Only the Provincial Court of British Columbia (or a higher Court with the
authority to change an Order of the Provincial Court of British Columbia) can
change an Order of that Court. This Court does not have the authority to change
an Order of the Provincial Court of British Columbia.
[12]
In D.B.S. v. S.R.G.,
[2006] 2 S.C.R. 231, Justice Bastarache, writing on behalf of the majority of
the Justices of the Supreme Court of Canada stated that:
63 The
immediate concern with such retroactive awards is that they disturb the
certainty that a payor parent has come to expect: see Andries v. Andries
(1998), 126 Man. R. (2d) 189 (C.A.), at para. 48. A payor parent who diligently
follows the instructions of a court order may expect that (s)he would not be
confronted with a claim that (s)he was deficient in meeting his/her
obligations. After all, until it is varied, a court order is legally
binding. It provides comfort and security to the recipient parent, but
it also provides predictability to the payor parent. Put most simply, the payor
parent's interest in certainty appears to be most compelling where (s)he has
been following a court order.
64 On the
other hand, parents should not have the impression that child support orders
are set in stone. Even where an order does not provide for automatic
disclosure, variation or review, parents must understand that it is based upon
a specific snapshot of circumstances which existed at the time the order was
made. For this reason, there is always the possibility that orders may be
varied when these underlying circumstances change: see s. 17 of the Divorce
Act; s. 18(2) of the Parentage and Maintenance Act. But even if the
parents choose not to seek variation of an order, depending on why (and how
freely) this choice was made, the child may still have the right to receive
support in the amount that should have been payable. The certainty offered by a
court order does not absolve parents of their responsibility to continually
ensure that their children receive the appropriate amount of support.
65 In my
view, a court order awarding a certain amount of child support must be
considered presumptively valid. This presumption is necessary not only to
maintain the certainty promised by a court order, but also to maintain respect
for the legal system itself. It is inappropriate for a court, just as it
is inappropriate for a parent, to assume that a previously ordered award is invalid.
66 The
presumption that a court order is valid, however, is not absolute. As noted
above, the applicable legislation recognizes that a previously ordered award
may merit being altered. This power will be triggered by a material change in
circumstances. Notably, the coming into force of the Guidelines
themselves constitutes such a change under the federal regime: s. 14(c)

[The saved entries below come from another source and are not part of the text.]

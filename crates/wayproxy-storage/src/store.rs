//! Archive store interface.
//!
//! The proxy only talks to archives through [`ArchiveStore`]. Collections are
//! named by [`wayproxy_core::validate_collection_name`]-valid strings; a
//! collection that does not exist is [`StorageError::CollectionNotFound`],
//! while a URL with no capture is simply `Ok(None)`.
//!
//! [`StorageError::CollectionNotFound`]: crate::StorageError::CollectionNotFound

use async_trait::async_trait;
use chrono::{DateTime, Utc};

use wayproxy_core::CaptureRecord;

use crate::error::Result;

/// Outcome of rebuilding a collection index.
#[derive(Debug, Clone, Default, PartialEq, Eq)]
pub struct ReindexSummary {
    /// Archive files scanned.
    pub files: usize,
    /// Response records indexed.
    pub records: usize,
    /// Records or file tails that could not be read and were skipped.
    pub skipped: usize,
}

/// Persistent archive of captures, grouped into collections.
#[async_trait]
pub trait ArchiveStore: Send + Sync {
    /// Creates an empty collection.
    async fn init_collection(&self, collection: &str) -> Result<()>;

    /// Names of all collections, sorted.
    async fn list_collections(&self) -> Result<Vec<String>>;

    /// Whether a collection exists.
    async fn has_collection(&self, collection: &str) -> Result<bool>;

    /// Finds the capture of `url` closest to `datetime` (latest if `None`).
    async fn lookup(
        &self,
        collection: &str,
        url: &str,
        datetime: Option<DateTime<Utc>>,
    ) -> Result<Option<CaptureRecord>>;

    /// Opens a writer appending to `collection`.
    ///
    /// Records become visible to [`ArchiveStore::lookup`] as soon as
    /// [`ArchiveWriter::write`] returns.
    async fn open_writer(&self, collection: &str) -> Result<Box<dyn ArchiveWriter>>;

    /// Rebuilds the index of `collection` from its archive files.
    async fn reindex(&self, collection: &str) -> Result<ReindexSummary>;

    /// Appends a single capture.
    async fn append(&self, collection: &str, record: &CaptureRecord) -> Result<()> {
        let mut writer = self.open_writer(collection).await?;
        writer.write(record).await?;
        writer.close().await
    }
}

/// An open archive file accepting captures.
#[async_trait]
pub trait ArchiveWriter: Send {
    /// Writes one capture and indexes it.
    async fn write(&mut self, record: &CaptureRecord) -> Result<()>;

    /// Flushes and releases the file.
    async fn close(&mut self) -> Result<()>;
}
//! Response rewriting: head insert, banner, rewriting scripts, Memento headers.
//!
//! What gets injected is decided per response by [`RewriteDecision::decide`],
//! a pure function of the proxy options and the response content type. Only
//! HTML is ever modified; everything else passes through with its headers
//! augmented.

use bytes::Bytes;
use chrono::{DateTime, Utc};
use http::header::{
    HeaderName, HeaderValue, CONNECTION, CONTENT_ENCODING, CONTENT_LENGTH, CONTENT_TYPE, LINK,
    PROXY_AUTHENTICATE, PROXY_AUTHORIZATION, TE, TRAILER, TRANSFER_ENCODING, UPGRADE,
};
use http::HeaderMap;
use once_cell::sync::Lazy;
use regex::bytes::Regex;

use wayproxy_core::timestamp::to_timestamp14;
use wayproxy_core::{mime_essence, MementoDescriptor, ProxyOptions, RouteSpec};

/// Marker opening the head insert.
pub const HEAD_INSERT_START: &str = "<!-- WB Insert -->";

/// Marker closing the head insert.
pub const HEAD_INSERT_END: &str = "<!-- End WB Insert -->";

/// Client-side rewriting script served in proxy mode.
pub const PROXY_MODE_SCRIPT: &str = "wombatProxyMode.js";

/// Banner script.
pub const BANNER_SCRIPT: &str = "default_banner.js";

/// Banner stylesheet.
pub const BANNER_STYLESHEET: &str = "default_banner.css";

/// `Memento-Datetime` header.
pub const MEMENTO_DATETIME: &str = "memento-datetime";

static HEAD_TAG: Lazy<Regex> =
    Lazy::new(|| Regex::new(r"(?i)<head(\s[^>]*)?>").expect("Invalid regex pattern"));
static HTML_TAG: Lazy<Regex> =
    Lazy::new(|| Regex::new(r"(?i)<html(\s[^>]*)?>").expect("Invalid regex pattern"));

const HTML_TYPES: &[&str] = &["text/html", "application/xhtml+xml"];

/// Which client-side rewriting script, if any, a page gets.
#[derive(Debug, Clone, Copy, PartialEq, Eq)]
pub enum ScriptVariant {
    /// No rewriting script.
    None,
    /// Full client-side URL rewriting.
    Wombat,
    /// Preservation worker only.
    PreserveWorker,
    /// Both, as one combined script.
    Both,
}

impl ScriptVariant {
    /// Selects the variant from the two script flags.
    pub fn select(use_wombat: bool, use_preserve_worker: bool) -> Self {
        match (use_wombat, use_preserve_worker) {
            (true, true) => Self::Both,
            (true, false) => Self::Wombat,
            (false, true) => Self::PreserveWorker,
            (false, false) => Self::None,
        }
    }

    /// Mode flag embedded in the page for the combined script.
    pub fn mode_flag(self) -> Option<&'static str> {
        match self {
            Self::None => None,
            Self::Wombat => Some("w"),
            Self::PreserveWorker => Some("p"),
            Self::Both => Some("wp"),
        }
    }
}

/// Cross-origin headers a response carries.
#[derive(Debug, Clone, Copy, PartialEq, Eq)]
pub enum CorsPolicy {
    /// No CORS headers.
    None,
    /// Reflect the request `Origin`, or `*` without one.
    ReflectOrigin,
}

/// What to do to one response.
#[derive(Debug, Clone, Copy, PartialEq, Eq)]
pub struct RewriteDecision {
    /// Insert the banner.
    pub inject_banner: bool,
    /// Insert the head marker fragment.
    pub inject_head: bool,
    /// Rewriting script to include.
    pub script: ScriptVariant,
    /// CORS headers to add.
    pub cors: CorsPolicy,
}

impl RewriteDecision {
    /// A decision that leaves the response untouched.
    pub fn passthrough() -> Self {
        Self {
            inject_banner: false,
            inject_head: false,
            script: ScriptVariant::None,
            cors: CorsPolicy::None,
        }
    }

    /// Decides how to rewrite a response of `content_type`.
    ///
    /// Banner and scripts hang off the head insert, so neither is emitted
    /// without it.
    pub fn decide(options: &ProxyOptions, content_type: Option<&str>) -> Self {
        let html = content_type
            .map(mime_essence)
            .is_some_and(|mime| HTML_TYPES.contains(&mime.as_str()));

        let inject_head = html && options.use_head_insert;
        let script = if inject_head {
            ScriptVariant::select(options.use_wombat, options.use_preserve_worker)
        } else {
            ScriptVariant::None
        };

        Self {
            inject_banner: inject_head && options.use_banner,
            inject_head,
            script,
            cors: CorsPolicy::None,
        }
    }

    /// Whether the body is modified at all.
    pub fn modifies_body(&self) -> bool {
        self.inject_head
    }
}

/// Rewrites responses for one router.
#[derive(Debug, Clone)]
pub struct InjectionPipeline {
    options: ProxyOptions,
    modifier: String,
}

impl InjectionPipeline {
    /// Creates a pipeline for the given options and route.
    pub fn new(options: &ProxyOptions, route: &RouteSpec) -> Self {
        Self {
            options: options.clone(),
            modifier: route.modifier.clone(),
        }
    }

    /// Decides how to rewrite a response with these headers.
    pub fn decide(&self, headers: &HeaderMap) -> RewriteDecision {
        let content_type = headers.get(CONTENT_TYPE).and_then(|v| v.to_str().ok());
        RewriteDecision::decide(&self.options, content_type)
    }

    /// Rewrites a replayed or recorded response.
    ///
    /// `requested` is the datetime the client asked for, if any.
    pub fn rewrite(
        &self,
        headers: &HeaderMap,
        body: Bytes,
        memento: &MementoDescriptor,
        requested: Option<DateTime<Utc>>,
    ) -> (HeaderMap, Bytes) {
        let mut out = strip_hop_by_hop(headers);
        out.remove(CONTENT_LENGTH);
        add_memento_headers(&mut out, memento);

        let mut decision = self.decide(headers);
        if decision.modifies_body() && !is_identity_encoded(headers) {
            tracing::debug!("Not injecting into encoded body of {}", memento.original_url);
            decision = RewriteDecision::passthrough();
        }

        let body = if decision.modifies_body() {
            let insert = self.head_insert(&decision, memento, requested);
            insert_into_head(&body, &insert)
        } else {
            body
        };

        out.insert(CONTENT_LENGTH, HeaderValue::from(body.len()));
        (out, body)
    }

    /// Renders the head insert fragment.
    pub fn head_insert(
        &self,
        decision: &RewriteDecision,
        memento: &MementoDescriptor,
        requested: Option<DateTime<Utc>>,
    ) -> String {
        let magic = &self.options.magic_host;
        let timestamp = memento.timestamp();
        let request_ts = requested
            .map(|dt| to_timestamp14(&dt))
            .unwrap_or_else(|| timestamp.clone());

        let mut out = String::with_capacity(1024);
        out.push_str(HEAD_INSERT_START);
        out.push_str("\n<script>\nwbinfo = {};\n");
        push_var(&mut out, "url", &js_string(&memento.original_url));
        push_var(&mut out, "timestamp", &js_string(&timestamp));
        push_var(&mut out, "request_ts", &js_string(&request_ts));
        push_var(&mut out, "mod", &js_string(&self.modifier));
        push_var(&mut out, "is_framed", "false");
        push_var(&mut out, "is_live", if memento.live { "true" } else { "false" });
        push_var(&mut out, "coll", &js_string(&memento.collection));
        push_var(&mut out, "proxy_magic", &js_string(magic));
        push_var(
            &mut out,
            "static_prefix",
            &js_string(&format!("//{}/static/", magic)),
        );
        if let Some(mode) = decision.script.mode_flag() {
            push_var(&mut out, "wombat_mode", &js_string(mode));
        }
        out.push_str("</script>\n");

        if decision.script != ScriptVariant::None {
            out.push_str(&format!(
                "<script src=\"//{}/static/{}\"></script>\n",
                magic, PROXY_MODE_SCRIPT
            ));
        }

        if decision.inject_banner {
            out.push_str(&format!(
                "<script src=\"//{}/static/{}\"></script>\n",
                magic, BANNER_SCRIPT
            ));
            out.push_str(&format!(
                "<link rel=\"stylesheet\" href=\"//{}/static/{}\"/>\n",
                magic, BANNER_STYLESHEET
            ));
        }

        out.push_str(HEAD_INSERT_END);
        out
    }
}

/// Sets `Memento-Datetime` and `Link` from one descriptor.
pub fn add_memento_headers(headers: &mut HeaderMap, memento: &MementoDescriptor) {
    let name = HeaderName::from_static(MEMENTO_DATETIME);
    match HeaderValue::from_str(&memento.memento_datetime()) {
        Ok(value) => {
            headers.insert(name, value);
        }
        Err(e) => tracing::warn!("Invalid Memento-Datetime value: {}", e),
    }

    match HeaderValue::from_str(&memento.link_header()) {
        Ok(value) => {
            headers.insert(LINK, value);
        }
        Err(e) => tracing::warn!("Invalid Link value for {}: {}", memento.original_url, e),
    }
}

/// Copies `headers` without connection-level fields.
pub fn strip_hop_by_hop(headers: &HeaderMap) -> HeaderMap {
    let hop_by_hop = [
        CONNECTION,
        TE,
        TRAILER,
        TRANSFER_ENCODING,
        UPGRADE,
        PROXY_AUTHENTICATE,
        PROXY_AUTHORIZATION,
    ];

    let mut out = HeaderMap::with_capacity(headers.len());
    for (name, value) in headers {
        if hop_by_hop.contains(name)
            || name.as_str() == "keep-alive"
            || name.as_str() == "proxy-connection"
        {
            continue;
        }
        out.append(name.clone(), value.clone());
    }
    out
}

/// Inserts `insert` right after the opening `<head>` tag.
///
/// Falls back to after `<html>`, then to the start of the document.
pub fn insert_into_head(body: &[u8], insert: &str) -> Bytes {
    let position = [&*HEAD_TAG, &*HTML_TAG]
        .iter()
        .find_map(|re| re.find(body))
        .map(|m| m.end())
        .unwrap_or(0);

    let mut out = Vec::with_capacity(body.len() + insert.len());
    out.extend_from_slice(&body[..position]);
    out.extend_from_slice(insert.as_bytes());
    out.extend_from_slice(&body[position..]);
    Bytes::from(out)
}

fn is_identity_encoded(headers: &HeaderMap) -> bool {
    headers
        .get(CONTENT_ENCODING)
        .and_then(|v| v.to_str().ok())
        .map(|v| v.trim().is_empty() || v.trim().eq_ignore_ascii_case("identity"))
        .unwrap_or(true)
}

fn push_var(out: &mut String, name: &str, value: &str) {
    out.push_str("wbinfo.");
    out.push_str(name);
    out.push_str(" = ");
    out.push_str(value);
    out.push_str(";\n");
}

/// Quotes a string for a script block; `%XX` sequences are kept as is.
fn js_string(value: &str) -> String {
    serde_json::Value::String(value.to_string())
        .to_string()
        .replace("</", "<\\/")
}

of the Guidelines. An increase in income that would alter the amount
payable by a payor parent is also a material change in circumstances: s. 14
of the Guidelines; Willick, at p. 688; see also s. 18(2) of the Parentage
and Maintenance Act. Thus, where the situations of the parents have changed
materially since the original order was handed down, that original order may
not be as helpful as it once was in defining the parents' obligations.
(emphasis
added)
[13]
As noted by Justice
Bastarache above “until it is varied, a
court order is legally binding”. Even if the circumstances have changed with
respect to where the child was residing it is not clear whether the Appellant
would be relieved of his obligation to pay child support for any period prior
to the Appellant requesting a change. Although in Barthels v. The
Queen, [2002] T.C.J. No. 256, [2003] 3 C.T.C. 2756 there is a
reference to arrears being set aside as a result of a change in circumstances,
the same relief was not granted in
Barry v. Rogers, 213 Nfld.
& P.E.I.R. 239. In Barry v. Rogers, Justice Handrigan of the Newfoundland
and Labrador Supreme Court - Trial Division stated that:
16 Urville
Rogers has asked to be relieved of the arrears of support that have accumulated
under the May 4, 2001 order. I am not prepared to allow this part of his
application. He did not pay any support after August 20, 2001 and failed to
apply to this court for any reconsideration until February 6, 2002. It is not
open to him to stop paying support simply because the children were [sic]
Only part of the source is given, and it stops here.